PROVIDED ENTRIES>
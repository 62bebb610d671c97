//! The device interface everything above the GL layer draws through.
//!
//! Handles are plain ids. Whoever creates a resource owns it and must hand it
//! back to the matching `delete_*` call; nothing is freed implicitly.

use crate::error::ResourceError;

/// Vertex attribute locations shared by every shader.
pub const ATTR_LOC_POSITION: u32 = 0;
pub const ATTR_LOC_NORMAL: u32 = 1;
pub const ATTR_LOC_TEXCOORD: u32 = 2;

#[derive(Debug, Clone, Copy, PartialEq, Eq, Hash, PartialOrd, Ord)]
pub struct Program(pub u32);

#[derive(Debug, Clone, Copy, PartialEq, Eq, Hash, PartialOrd, Ord)]
pub struct Texture(pub u32);

/// An offscreen framebuffer with a sampleable color attachment.
#[derive(Debug, Clone, PartialEq, Eq)]
pub struct RenderTarget {
    pub framebuffer: u32,
    pub color: Texture,
    /// Depth renderbuffer, if one was requested.
    pub depth: Option<u32>,
    pub width: u32,
    pub height: u32,
}

/// Vertex and index buffers bound together in a vertex array.
#[derive(Debug, Clone, PartialEq, Eq)]
pub struct GpuMesh {
    pub vertex_array: u32,
    pub buffers: Vec<u32>,
    pub index_count: usize,
}

/// Borrowed attribute arrays for [`Gpu::upload_mesh`], one entry per vertex.
#[derive(Debug, Clone, Copy, Default)]
pub struct VertexStreams<'a> {
    pub positions: &'a [f32],
    pub normals: Option<&'a [f32]>,
    pub uvs: Option<&'a [f32]>,
}

#[derive(Debug, Clone, Copy, PartialEq)]
pub enum Uniform {
    Int(i32),
    Float(f32),
    Vec2([f32; 2]),
    Vec3([f32; 3]),
    Vec4([f32; 4]),
    Mat4([f32; 16]),
}

pub trait Gpu {
    /// Depth testing on, standard alpha blending, the given clear color.
    fn setup_default_state(&mut self, clear_color: [f32; 4]);
    fn viewport(&mut self, width: u32, height: u32);
    /// Clears color and depth of the bound target.
    fn clear(&mut self);
    fn set_depth_test(&mut self, enabled: bool);
    fn set_depth_write(&mut self, enabled: bool);
    fn set_blend(&mut self, enabled: bool);

    fn create_program(&mut self, vertex: &str, fragment: &str) -> Result<Program, ResourceError>;
    fn delete_program(&mut self, program: Program);
    fn use_program(&mut self, program: Program);
    /// Sets a uniform of `program`, which must be in use. Unknown names are
    /// ignored, like the GL does for optimized-out uniforms.
    fn set_uniform(&mut self, program: Program, name: &str, value: Uniform);

    fn create_render_target(
        &mut self,
        width: u32,
        height: u32,
        with_depth: bool,
    ) -> Result<RenderTarget, ResourceError>;
    fn delete_render_target(&mut self, target: &RenderTarget);
    /// `None` binds the default (presentation) target.
    fn bind_render_target(&mut self, target: Option<&RenderTarget>);

    fn create_texture_rgba(
        &mut self,
        width: u32,
        height: u32,
        pixels: &[u8],
    ) -> Result<Texture, ResourceError>;
    fn delete_texture(&mut self, texture: Texture);
    fn bind_texture(&mut self, unit: u32, texture: Option<Texture>);

    fn upload_mesh(&mut self, streams: VertexStreams, indices: &[u32]) -> GpuMesh;
    fn delete_mesh(&mut self, mesh: &GpuMesh);
    /// Draws `index_count` indices starting at `first_index` as triangles.
    fn draw_elements(&mut self, mesh: &GpuMesh, first_index: usize, index_count: usize);
}

/// Uploads a quad covering clip space, for fullscreen passes.
pub fn upload_fullscreen_quad(gpu: &mut dyn Gpu) -> GpuMesh {
    const POSITIONS: [f32; 12] = [
        -1.0, -1.0, 0.0, //
        1.0, -1.0, 0.0, //
        1.0, 1.0, 0.0, //
        -1.0, 1.0, 0.0,
    ];
    const UVS: [f32; 8] = [0.0, 0.0, 1.0, 0.0, 1.0, 1.0, 0.0, 1.0];
    let streams = VertexStreams {
        positions: &POSITIONS,
        normals: None,
        uvs: Some(&UVS),
    };
    gpu.upload_mesh(streams, &[0, 1, 2, 0, 2, 3])
}

/// Vertex shader for fullscreen passes: passes the quad's UVs through.
pub const FULLSCREEN_VERTEX_SHADER: &str = r#"#version 300 es
layout(location = 0) in vec3 POSITION;
layout(location = 2) in vec2 TEXCOORD;
out vec2 uv;
void main() {
    uv = TEXCOORD;
    gl_Position = vec4(POSITION.xy, 0.0, 1.0);
}
"#;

PROBLEM TO SOLVE>
Quote only the lines from the line containing "let streams = VertexStreams" through the end of the listing, please, keeping both the first and the last line.

TASK OUTPUT>
    let streams = VertexStreams {
        positions: &POSITIONS,
        normals: None,
        uvs: Some(&UVS),
    };
    gpu.upload_mesh(streams, &[0, 1, 2, 0, 2, 3])
}

/// Vertex shader for fullscreen passes: passes the quad's UVs through.
pub const FULLSCREEN_VERTEX_SHADER: &str = r#"#version 300 es
layout(location = 0) in vec3 POSITION;
layout(location = 2) in vec2 TEXCOORD;
out vec2 uv;
void main() {
    uv = TEXCOORD;
    gl_Position = vec4(POSITION.xy, 0.0, 1.0);
}
"#;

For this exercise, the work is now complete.